El sur y el centro de Estados Unidos han sido azotados por decenas de tornados desde el viernes por la noche, con dieciocho muertos hasta el momento. Las agencias internacionales de noticias informan de esto el sábado. Docenas, probablemente cientos, de otros resultaron heridos.
Las tormentas, acompañadas de fuertes aguaceros, se desplazarán hacia el este del país el sábado por la noche. Incluso en estados donde es poco probable que las tormentas adquieran la fuerza de los tornados, como Nueva York y Pensilvania, se espera que la velocidad del viento alcance los 105 kilómetros por hora.
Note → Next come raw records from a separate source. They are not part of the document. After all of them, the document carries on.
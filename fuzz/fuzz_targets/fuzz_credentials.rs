//! Fuzz target for credential validation.
//!
//! The number of violations must equal the number of empty required fields,
//! and secrets must never appear in debug output.

#![no_main]

use arbitrary::Arbitrary;
use fixazurerm::credentials::CredentialSet;
use fixazurerm::validate::validate;
use libfuzzer_sys::fuzz_target;

/// Arbitrary credential fields for fuzzing
#[derive(Debug, Clone, Arbitrary)]
struct FuzzCredentials {
    subscription_id: String,
    client_id: String,
    client_secret: String,
    tenant_id: String,
    access_key: String,
}

fuzz_target!(|input: FuzzCredentials| {
    let credentials = CredentialSet::new(
        input.subscription_id.clone(),
        input.client_id.clone(),
        input.client_secret.clone(),
        input.tenant_id.clone(),
    )
    .with_access_key(input.access_key.clone());

    let expected = [
        &input.subscription_id,
        &input.client_id,
        &input.client_secret,
        &input.tenant_id,
    ]
    .iter()
    .filter(|field| field.is_empty())
    .count();

    let result = validate(&credentials);
    assert_eq!(result.len(), expected);
    assert_eq!(result.is_valid(), expected == 0);

    let unique_secret = input.client_secret.len() > 16
        && ![&input.subscription_id, &input.client_id, &input.tenant_id]
            .iter()
            .any(|field| field.contains(input.client_secret.as_str()));
    if unique_secret {
        let debug = format!("{:?}", credentials);
        assert!(!debug.contains(&input.client_secret));
    }
});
El estado más afectado parece ser Tennessee hasta ahora. Siete personas murieron en ese estado sureño, donde las autoridades locales dijeron que los tornados arrancaron techos, derribaron paredes y arrancaron árboles. Cinco personas murieron en el vecino Arkansas. Las autoridades del norte de Indiana han contado hasta ahora tres muertes.
En la ciudad de Belvidere, Illinois, se derrumbó el techo de una sala de conciertos repleta de 260 invitados. Un hombre fue sacado muerto de los escombros, otros cuarenta resultaron heridos. Dos de los visitantes del concierto de metal se encuentran en estado crítico.